··· Records ···
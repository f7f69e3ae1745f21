//! The reply contract — what a model turn must look like, and the parser
//! that enforces it.
//!
//! The system prompt mandates a JSON object with exactly two keys:
//! `tool_calls` (a list of `{name, args}` objects) and `content` (a string).
//! That instruction is advisory prose as far as the model is concerned, so
//! the parser validates independently and fails closed on anything else —
//! missing keys, extra keys, wrong types, non-JSON text, trailing prose.
//! A parse failure is recoverable: the loop re-prompts on it.

use serde::Deserialize;
use serde_json::{Map, Value};
use thiserror::Error;

// ─────────────────────────────────────────────
// ToolCall
// ─────────────────────────────────────────────

/// One tool invocation requested by the model.
///
/// `args` is a `serde_json::Map`, which keeps its keys sorted — serializing
/// the same argument set always yields the same string, which is what makes
/// [`ToolCall::invocation_key`] a usable identity.
#[derive(Clone, Debug, Deserialize, PartialEq)]
#[serde(deny_unknown_fields)]
pub struct ToolCall {
    /// Tool name; matched case-insensitively against the registry.
    pub name: String,
    /// Named arguments (may be empty).
    pub args: Map<String, Value>,
}

impl ToolCall {
    /// Canonical identity of this call within one turn.
    ///
    /// Two calls with the same (case-folded) name and the same arguments get
    /// the same key; the loop uses this to execute each distinct call at
    /// most once per turn.
    pub fn invocation_key(&self) -> String {
        let args = serde_json::to_string(&self.args).unwrap_or_default();
        format!("{}|{}", self.name.to_lowercase(), args)
    }
}

// ─────────────────────────────────────────────
// AgentResponse
// ─────────────────────────────────────────────

/// A parsed model turn: zero or more tool calls plus a free-text reply.
///
/// A well-formed turn has a non-empty tool-call list or non-empty content,
/// but the loop tolerates violations — an all-empty response is treated as
/// a (blank) final answer.
#[derive(Clone, Debug, Default, Deserialize, PartialEq)]
#[serde(deny_unknown_fields)]
pub struct AgentResponse {
    /// Tools the model wants run, in the order it listed them.
    pub tool_calls: Vec<ToolCall>,
    /// Reply text shown to the user when no tool needs to be invoked.
    pub content: String,
}

impl AgentResponse {
    /// Plain-text final answer with no tool calls.
    pub fn text(content: impl Into<String>) -> Self {
        AgentResponse {
            tool_calls: Vec::new(),
            content: content.into(),
        }
    }

    /// The synthetic answer returned when the model asked for a tool that
    /// isn't registered.
    pub fn tool_not_found(name: &str) -> Self {
        AgentResponse::text(format!("Tool {name} not found."))
    }
}

// ─────────────────────────────────────────────
// Parser
// ─────────────────────────────────────────────

/// Why a model turn failed to parse.
#[derive(Debug, Error)]
#[error("malformed model reply: {0}")]
pub struct ParseError(#[from] serde_json::Error);

/// Parse raw model output into an [`AgentResponse`].
///
/// Leading/trailing whitespace is tolerated; everything else must be one
/// JSON object satisfying the contract.
pub fn parse_agent_response(raw: &str) -> Result<AgentResponse, ParseError> {
    Ok(serde_json::from_str(raw.trim())?)
}

// ─────────────────────────────────────────────
// Tests
// ─────────────────────────────────────────────

#[cfg(test)]
mod tests {
    use super::*;

    #[test]
    fn test_parse_plain_reply() {
        let resp = parse_agent_response(r#"{"tool_calls": [], "content": "Hello!"}"#).unwrap();
        assert!(resp.tool_calls.is_empty());
        assert_eq!(resp.content, "Hello!");
    }

    #[test]
    fn test_parse_tool_call() {
        let raw = r#"{"tool_calls": [{"name": "echo", "args": {"text": "hi"}}], "content": ""}"#;
        let resp = parse_agent_response(raw).unwrap();
        assert_eq!(resp.tool_calls.len(), 1);
        assert_eq!(resp.tool_calls[0].name, "echo");
        assert_eq!(resp.tool_calls[0].args["text"], "hi");
        assert!(resp.content.is_empty());
    }

    #[test]
    fn test_parse_multiple_calls_keep_order() {
        let raw = r#"{"tool_calls": [
            {"name": "clock", "args": {}},
            {"name": "list_events", "args": {"limit": 5}}
        ], "content": ""}"#;
        let resp = parse_agent_response(raw).unwrap();
        let names: Vec<&str> = resp.tool_calls.iter().map(|c| c.name.as_str()).collect();
        assert_eq!(names, vec!["clock", "list_events"]);
    }

    #[test]
    fn test_parse_tolerates_surrounding_whitespace() {
        let resp =
            parse_agent_response("\n  {\"tool_calls\": [], \"content\": \"ok\"}  \n").unwrap();
        assert_eq!(resp.content, "ok");
    }

    #[test]
    fn test_parse_rejects_non_json() {
        assert!(parse_agent_response("not json").is_err());
    }

    #[test]
    fn test_parse_rejects_trailing_prose() {
        let raw = r#"{"tool_calls": [], "content": "ok"} — hope that helps!"#;
        assert!(parse_agent_response(raw).is_err());
    }

    #[test]
    fn test_parse_rejects_code_fence() {
        let raw = "```json\n{\"tool_calls\": [], \"content\": \"ok\"}\n```";
        assert!(parse_agent_response(raw).is_err());
    }

    #[test]
    fn test_parse_rejects_missing_keys() {
        assert!(parse_agent_response(r#"{"content": "ok"}"#).is_err());
        assert!(parse_agent_response(r#"{"tool_calls": []}"#).is_err());
        assert!(parse_agent_response("{}").is_err());
    }

    #[test]
    fn test_parse_rejects_unknown_keys() {
        let raw = r#"{"tool_calls": [], "content": "ok", "mood": "helpful"}"#;
        assert!(parse_agent_response(raw).is_err());
    }

    #[test]
    fn test_parse_rejects_wrong_types() {
        assert!(parse_agent_response(r#"{"tool_calls": "none", "content": "ok"}"#).is_err());
        assert!(parse_agent_response(r#"{"tool_calls": [], "content": 42}"#).is_err());
        assert!(
            parse_agent_response(r#"{"tool_calls": [{"name": 1, "args": {}}], "content": ""}"#)
                .is_err()
        );
        assert!(parse_agent_response(
            r#"{"tool_calls": [{"name": "echo", "args": ["hi"]}], "content": ""}"#
        )
        .is_err());
    }

    #[test]
    fn test_parse_rejects_extra_call_fields() {
        let raw = r#"{"tool_calls": [{"name": "echo", "args": {}, "id": 7}], "content": ""}"#;
        assert!(parse_agent_response(raw).is_err());
    }

    #[test]
    fn test_parse_accepts_empty_response() {
        // All-empty is tolerated; whether to render it blank is the caller's
        // decision.
        let resp = parse_agent_response(r#"{"tool_calls": [], "content": ""}"#).unwrap();
        assert_eq!(resp, AgentResponse::default());
    }

    #[test]
    fn test_invocation_key_case_insensitive_name() {
        let a: ToolCall =
            serde_json::from_str(r#"{"name": "Echo", "args": {"text": "hi"}}"#).unwrap();
        let b: ToolCall =
            serde_json::from_str(r#"{"name": "echo", "args": {"text": "hi"}}"#).unwrap();
        assert_eq!(a.invocation_key(), b.invocation_key());
    }

    #[test]
    fn test_invocation_key_ignores_arg_order() {
        let a: ToolCall =
            serde_json::from_str(r#"{"name": "add_event", "args": {"summary": "standup", "start": "2026-08-05T09:00:00"}}"#)
                .unwrap();
        let b: ToolCall =
            serde_json::from_str(r#"{"name": "add_event", "args": {"start": "2026-08-05T09:00:00", "summary": "standup"}}"#)
                .unwrap();
        assert_eq!(a.invocation_key(), b.invocation_key());
    }

    #[test]
    fn test_invocation_key_distinguishes_args() {
        let a: ToolCall =
            serde_json::from_str(r#"{"name": "echo", "args": {"text": "hi"}}"#).unwrap();
        let b: ToolCall =
            serde_json::from_str(r#"{"name": "echo", "args": {"text": "bye"}}"#).unwrap();
        assert_ne!(a.invocation_key(), b.invocation_key());
    }

    #[test]
    fn test_tool_not_found_shape() {
        let resp = AgentResponse::tool_not_found("missing_tool");
        assert_eq!(resp.content, "Tool missing_tool not found.");
        assert!(resp.tool_calls.is_empty());
    }
}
···
Your answer should be one number: how many lines of the listing include the word "final".

→ **Result of the exercise**
2